In June, Preservation New Jersey, a private nonprofit that pushes for laws to protect historic sites, cited Jansky’s accomplishment among the reasons it named the Holmdel campus No. 1 on its list for 2007 of the state’s 10 Most Endangered Historical Places. The New Jersey Historical Commission, which could offer protection, says its hands are tied because the campus is private property; it could be designated a protected historical landmark only if the owner agreed.

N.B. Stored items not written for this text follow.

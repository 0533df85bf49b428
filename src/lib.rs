//! # answer-receiver
//!
//! A long-lived TCP receiver for the `ANSWER` line-framed protocol. It
//! accepts one client at a time, decodes its byte stream into discrete
//! frames, parses each payload into a domain message and hands the messages
//! to any number of consumers through a blocking FIFO queue.
//!
//! Client disconnects, malformed frames and socket failures never stop the
//! receiver: the connection is discarded, the listener rebuilt and serving
//! resumes until [`Receiver::stop`] is called.
//!
//! ## Quick Start
//!
//! ```rust
//! use answer_receiver::FrameDecoder;
//!
//! let mut decoder = FrameDecoder::new();
//! let mut payloads = Vec::new();
//! for &byte in b"ANSWER 2\nhi\n\nANSWER 3\nfoo\n" {
//!     if let Some(payload) = decoder.feed(byte)? {
//!         payloads.push(payload);
//!     }
//! }
//! assert_eq!(payloads, vec![&b"hi"[..], &b"foo"[..]]);
//! # Ok::<(), answer_receiver::ProtocolViolation>(())
//! ```
//!
//! ## Wire Format
//!
//! ```text
//! Frame     := "ANSWER " Length "\n" Payload Linebreak
//! Length    := decimal digits, value N >= 0
//! Payload   := exactly N bytes
//! Linebreak := "\n"
//! ```
//!
//! Two frames may be separated by one extra bare `\n`, which is ignored.
//! Frames with an empty (or whitespace-only) payload, and payloads the
//! [`MessageParser`] rejects, are logged and dropped without affecting the
//! connection.
//!
//! ## Receiving
//!
//! ```rust,no_run
//! use answer_receiver::{JsonParser, Receiver, ReceiverConfig};
//!
//! # async fn run() -> Result<(), answer_receiver::ReceiverError> {
//! let mut receiver = Receiver::new(ReceiverConfig::from_env()?, JsonParser::<serde_json::Value>::new());
//! receiver.start()?;
//! let message = receiver.pop().await?;
//! println!("{}", message);
//! receiver.shutdown().await;
//! # Ok(())
//! # }
//! ```

pub mod codec;
pub mod config;
pub mod frame;
pub mod message;
pub mod queue;
pub mod receiver;
pub mod tcp;
pub mod types;

pub use codec::AnswerCodec;
pub use config::ReceiverConfig;
pub use frame::{encode_frame, DecoderState, FrameDecoder};
pub use message::{JsonParser, MessageParser, MessageProducer};
pub use queue::MessageQueue;
pub use receiver::Receiver;
pub use types::{ProtocolViolation, ReceiverError, ANSWER_PREFIX, LINE_BREAK};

THE RIGHT SPOT At the 1998 ceremony dedicating the Karl Jansky Monument, Wilson, noting the effort he and Tyson put into finding the exact coordinates for the world’s first radio telescope, said, “It didn't seem right to just go out there and pick a spot.” He, along with Arno Penzias, another Bell Labs scientist, won the 1978 Nobel Prize in Physics for their 1964 discovery of waves that were remnants of the big bang. “Because Jansky's antenna was the start of our science, we wanted to mark it appropriately,” he said.
To make people aware of the preservation effort, Tyson, Wilson, and Kogelnik have set up a Web site at http://www.lsst.org/jansky.shtml. It links to facts about Jansky and the birth of radio astronomy, a 1933 New York Times news story reporting the discovery, photos of the monument and the memorial plaque, and a copy of the scientists’ petition.